Why did Deweyism turn out to be so worthless a pilot in stormy weather – when reliable pilots were most urgently needed? – The answer is that pragmatism slides over the surface of things, ignoring their profound inner contradictions. It is a philosophy that lives from day to day and from hand to mouth. It prospers so long as social conditions change little or only little by little; so long as class relations are in a temporary equilibrium; so long as the political skies are clear and shining.

But when underlying class antagonisms erupt and upset the balance of social forces and conflicts rage, then pragmatism, which bases itself upon social calm and class cooperation, becomes weak and helpless. In the decisive question of war, its proponents are compelled to choose between contending and irreconcilable interests. When the chips are down, the organic conservatism of the middle-class elements displaces its fair-weather liberal mask and draws them into reconciliation with other defenders of the status quo.

Thus, in the hour of supreme danger, instrumentalism discloses its real class character as a liberal extension of bourgeois ideology, just as progressivism turns out to be but a left shadow of capitalist politics. Step by step, the bulk of the pragmatists became willing or unwilling dupes and defenders of the lies and pretentions of the most reactionary forces in American life.

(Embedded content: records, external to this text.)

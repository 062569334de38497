//! Statically declared configuration schemas
//!
//! A schema is a plain struct whose fields are adapters. [`Schema`] exposes
//! them as an ordered list of `(field name, adapter)` pairs, and the helpers
//! below draw, validate, serialize and edit any schema through that list.

use std::fmt;
use std::path::Path;

use serde_json::{Map, Value};

use crate::adapter::{in_field, Adapter, UpdateEffect};
use crate::error::{Error, Result, ValidationError};
use crate::property::{PropertyEvent, PropertyGroup};

pub trait Schema: fmt::Debug {
    /// Fields in declaration order
    fn fields(&self) -> Vec<(&'static str, &dyn Adapter)>;

    fn fields_mut(&mut self) -> Vec<(&'static str, &mut dyn Adapter)>;
}

/// Implement [`Schema`] for a struct by listing its adapter fields in order
#[macro_export]
macro_rules! impl_schema {
    ($ty:ty { $($field:ident),+ $(,)? }) => {
        impl $crate::schema::Schema for $ty {
            fn fields(&self) -> Vec<(&'static str, &dyn $crate::adapter::Adapter)> {
                vec![$((stringify!($field), &self.$field as &dyn $crate::adapter::Adapter)),+]
            }

            fn fields_mut(&mut self) -> Vec<(&'static str, &mut dyn $crate::adapter::Adapter)> {
                vec![$((stringify!($field), &mut self.$field as &mut dyn $crate::adapter::Adapter)),+]
            }
        }
    };
}

/// Draw every field of `schema` into `group`
pub fn draw_properties(schema: &dyn Schema, group: &mut PropertyGroup) {
    for (name, adapter) in schema.fields() {
        adapter.draw(group, name);
    }
}

/// First validation failure among the fields, in declaration order
pub fn validate_fields(schema: &dyn Schema) -> std::result::Result<(), ValidationError> {
    for (_, adapter) in schema.fields() {
        adapter.validate()?;
    }
    Ok(())
}

/// Merge the single-key mappings of every field into one mapping
pub fn format_fields(schema: &dyn Schema, results_dir: &Path) -> Result<Map<String, Value>> {
    let mut output = Map::new();
    for (name, adapter) in schema.fields() {
        output.extend(adapter.to_format(name, results_dir)?);
    }
    Ok(output)
}

pub fn field<'a>(schema: &'a dyn Schema, name: &str) -> Option<&'a dyn Adapter> {
    schema
        .fields()
        .into_iter()
        .find(|(field, _)| *field == name)
        .map(|(_, adapter)| adapter)
}

/// Apply an edit to the field addressed by a dotted path such as
/// `camera.localization.look_at`
pub fn apply_field(
    schema: &mut dyn Schema,
    path: &str,
    event: &PropertyEvent,
) -> Result<UpdateEffect> {
    let segments: Vec<&str> = path.split('.').filter(|s| !s.is_empty()).collect();
    apply_segments(schema, &segments, event).map_err(|err| match err {
        Error::UnknownField(_) => Error::UnknownField(path.to_string()),
        other => in_field(other, path),
    })
}

/// Route an edit to the field named by the first segment; the rest of the
/// path is resolved by that field's adapter
pub fn apply_segments(
    schema: &mut dyn Schema,
    path: &[&str],
    event: &PropertyEvent,
) -> Result<UpdateEffect> {
    let Some((head, rest)) = path.split_first() else {
        return Err(Error::UnknownField(String::new()));
    };

    let adapter = schema
        .fields_mut()
        .into_iter()
        .find(|(field, _)| field == head)
        .map(|(_, adapter)| adapter)
        .ok_or_else(|| Error::UnknownField(head.to_string()))?;

    adapter.apply(rest, event)
}

#[cfg(test)]
mod tests {
    use super::*;
    use crate::adapter::{Boolean, Real};
    use crate::property::PropertyValue;
    use pretty_assertions::assert_eq;
    use serde_json::json;

    #[derive(Debug)]
    struct Sample {
        gain: Real,
        enabled: Boolean,
    }

    crate::impl_schema!(Sample { gain, enabled });

    fn sample() -> Sample {
        Sample {
            gain: Real::labeled(1.0, "Gain").range(0.0, 2.0),
            enabled: Boolean::new(true),
        }
    }

    #[test]
    fn test_fields_keep_declaration_order() {
        let names: Vec<_> = sample().fields().into_iter().map(|(n, _)| n).collect();
        assert_eq!(names, vec!["gain", "enabled"]);
    }

    #[test]
    fn test_format_merges_fields() {
        let out = format_fields(&sample(), Path::new("/tmp")).unwrap();
        assert_eq!(Value::Object(out), json!({"gain": 1.0, "enabled": true}));
    }

    #[test]
    fn test_apply_and_validate() {
        let mut schema = sample();
        apply_field(&mut schema, "gain", &PropertyEvent::modified(PropertyValue::Real(3.0)))
            .unwrap();
        assert!(validate_fields(&schema).is_err());

        let err = apply_field(&mut schema, "missing", &PropertyEvent::modified(PropertyValue::Real(1.0)))
            .unwrap_err();
        assert!(matches!(err, Error::UnknownField(f) if f == "missing"));
    }

    #[test]
    fn test_mismatch_names_the_field() {
        let mut schema = sample();
        let err = apply_field(&mut schema, "enabled", &PropertyEvent::modified(PropertyValue::Real(1.0)))
            .unwrap_err();
        assert!(matches!(err, Error::ValueMismatch { field, .. } if field == "enabled"));
    }

    #[test]
    fn test_draw_helper_adds_every_field() {
        let mut group = PropertyGroup::new();
        draw_properties(&sample(), &mut group);
        assert_eq!(group.visible_names(), vec!["gain", "enabled"]);
    }
}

This was the lesson that Randolph Bourne learned, and he learned it the hard way. Once having learned it, however, he felt the need for a more profound and correct philosophical doctrine and for a more realistic program which took into account the real relations of social forces and their movement in modern life. He looked from imperialist United States to revolutionary Russia, from liberalism to socialism, from Dewey to Marx and Lenin. Against Dewey’s call for continued confidence in the democratic aims of America’s plutocracy, enunciated by Wood-row Wilson, he counterposed the accomplishments of the young Russian Revolution:

“(The) young pacifists do not see that democratic peace can come out of the war. They are skeptical of the war professedly for political democracy, because at home they have seen so little democracy where industrial slaves are rampant. They see the inspiring struggle in the international class struggle, not in the struggles of imperialist nations. To Russia, the socialist state, not to America, who has taken a place on the old ground – do they look for realization of their ideal.”

* * *

The problem of the relationship of the writer-intellectual to the socialist movement of the working class is as old as the movement itself. It must be worked out afresh in every country and for every generation, but upon the basis of the experiences of the past. Randolph Bourne was a social critic who used literary criticism as his main vehicle of expression. He sought to inspire a new and better social life for all Americans, first through Progressivism, then through radical socialist ideas. He did not remain aloof from social struggles or political battles but placed his intelligence at the service of the most advanced sector of the labor movement. He gave all he could to promote the cooperation of the two.

Although Bourne, who died young, was unable to continue along his new path, his importance lies in the fact that he turned in the right direction at the right time. Others who came after were to move faster and farther along the road he indicated.

Both his negative conclusion – that Dewey’s instrumentalism and its reliance upon class collaboration as the method of social progress had proved its bankruptcy in practice – and his positive proposal – that the philosophy of socialism and the program of the international class struggle must replace it – should be engraved upon the minds of the present generation. For all this, Randolph Bourne deserves to be remembered with gratitude and his writings to be re-read with care.